Provided entries below:

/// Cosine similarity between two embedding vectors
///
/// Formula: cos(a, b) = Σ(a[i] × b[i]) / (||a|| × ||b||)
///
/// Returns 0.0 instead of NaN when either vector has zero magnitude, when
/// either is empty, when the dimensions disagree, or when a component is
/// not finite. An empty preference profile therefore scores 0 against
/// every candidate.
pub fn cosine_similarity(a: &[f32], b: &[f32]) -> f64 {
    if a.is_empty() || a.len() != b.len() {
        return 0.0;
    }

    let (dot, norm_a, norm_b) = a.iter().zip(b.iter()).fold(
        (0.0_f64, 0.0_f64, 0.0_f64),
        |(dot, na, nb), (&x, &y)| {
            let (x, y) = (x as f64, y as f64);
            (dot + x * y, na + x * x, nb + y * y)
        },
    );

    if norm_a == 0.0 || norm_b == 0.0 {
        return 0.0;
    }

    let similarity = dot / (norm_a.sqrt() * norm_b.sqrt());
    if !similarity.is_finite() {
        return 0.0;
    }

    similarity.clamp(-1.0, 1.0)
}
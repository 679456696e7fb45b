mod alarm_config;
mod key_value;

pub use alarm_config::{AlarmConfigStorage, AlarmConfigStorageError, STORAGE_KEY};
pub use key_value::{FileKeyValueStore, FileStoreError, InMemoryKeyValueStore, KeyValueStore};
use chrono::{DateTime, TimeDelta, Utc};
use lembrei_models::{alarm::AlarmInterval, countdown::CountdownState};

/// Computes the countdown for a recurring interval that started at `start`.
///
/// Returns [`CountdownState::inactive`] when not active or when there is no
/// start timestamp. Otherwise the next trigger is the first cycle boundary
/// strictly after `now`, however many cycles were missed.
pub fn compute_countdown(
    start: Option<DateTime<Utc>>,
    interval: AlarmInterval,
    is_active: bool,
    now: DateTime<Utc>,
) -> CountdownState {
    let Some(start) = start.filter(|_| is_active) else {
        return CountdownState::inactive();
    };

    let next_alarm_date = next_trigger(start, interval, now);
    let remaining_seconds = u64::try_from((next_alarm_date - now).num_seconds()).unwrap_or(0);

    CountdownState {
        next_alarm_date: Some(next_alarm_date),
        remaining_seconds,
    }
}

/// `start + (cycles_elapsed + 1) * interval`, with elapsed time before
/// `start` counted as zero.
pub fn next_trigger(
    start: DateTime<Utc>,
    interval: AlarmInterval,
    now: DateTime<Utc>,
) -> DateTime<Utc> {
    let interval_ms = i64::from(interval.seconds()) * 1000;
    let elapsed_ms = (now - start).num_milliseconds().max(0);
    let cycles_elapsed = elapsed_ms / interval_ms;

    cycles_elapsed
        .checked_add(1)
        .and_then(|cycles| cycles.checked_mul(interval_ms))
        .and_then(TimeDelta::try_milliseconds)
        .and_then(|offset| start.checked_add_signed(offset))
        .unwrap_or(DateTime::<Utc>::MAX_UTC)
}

End of Provided entries.

◆ **About this exercise**: Using the material above, please reproduce each line exactly.

◆ **Written response**:
/// Cosine similarity between two embedding vectors
///
/// Formula: cos(a, b) = Σ(a[i] × b[i]) / (||a|| × ||b||)
///
/// Returns 0.0 instead of NaN when either vector has zero magnitude, when
/// either is empty, when the dimensions disagree, or when a component is
/// not finite. An empty preference profile therefore scores 0 against
/// every candidate.
pub fn cosine_similarity(a: &[f32], b: &[f32]) -> f64 {
    if a.is_empty() || a.len() != b.len() {
        return 0.0;
    }

    let (dot, norm_a, norm_b) = a.iter().zip(b.iter()).fold(
        (0.0_f64, 0.0_f64, 0.0_f64),
        |(dot, na, nb), (&x, &y)| {
            let (x, y) = (x as f64, y as f64);
            (dot + x * y, na + x * x, nb + y * y)
        },
    );

    if norm_a == 0.0 || norm_b == 0.0 {
        return 0.0;
    }

    let similarity = dot / (norm_a.sqrt() * norm_b.sqrt());
    if !similarity.is_finite() {
        return 0.0;
    }

    similarity.clamp(-1.0, 1.0)
}
repository 679456696e7fb45b
mod alarm_config;
mod key_value;

pub use alarm_config::{AlarmConfigStorage, AlarmConfigStorageError, STORAGE_KEY};
pub use key_value::{FileKeyValueStore, FileStoreError, InMemoryKeyValueStore, KeyValueStore};
use chrono::{DateTime, TimeDelta, Utc};
use lembrei_models::{alarm::AlarmInterval, countdown::CountdownState};

/// Computes the countdown for a recurring interval that started at `start`.
///
/// Returns [`CountdownState::inactive`] when not active or when there is no
/// start timestamp. Otherwise the next trigger is the first cycle boundary
/// strictly after `now`, however many cycles were missed.
pub fn compute_countdown(
    start: Option<DateTime<Utc>>,
    interval: AlarmInterval,
    is_active: bool,
    now: DateTime<Utc>,
) -> CountdownState {
    let Some(start) = start.filter(|_| is_active) else {
        return CountdownState::inactive();
    };

    let next_alarm_date = next_trigger(start, interval, now);
    let remaining_seconds = u64::try_from((next_alarm_date - now).num_seconds()).unwrap_or(0);

    CountdownState {
        next_alarm_date: Some(next_alarm_date),
        remaining_seconds,
    }
}

/// `start + (cycles_elapsed + 1) * interval`, with elapsed time before
/// `start` counted as zero.
pub fn next_trigger(
    start: DateTime<Utc>,
    interval: AlarmInterval,
    now: DateTime<Utc>,
) -> DateTime<Utc> {
    let interval_ms = i64::from(interval.seconds()) * 1000;
    let elapsed_ms = (now - start).num_milliseconds().max(0);
    let cycles_elapsed = elapsed_ms / interval_ms;

    cycles_elapsed
        .checked_add(1)
        .and_then(|cycles| cycles.checked_mul(interval_ms))
        .and_then(TimeDelta::try_milliseconds)
        .and_then(|offset| start.checked_add_signed(offset))
        .unwrap_or(DateTime::<Utc>::MAX_UTC)
}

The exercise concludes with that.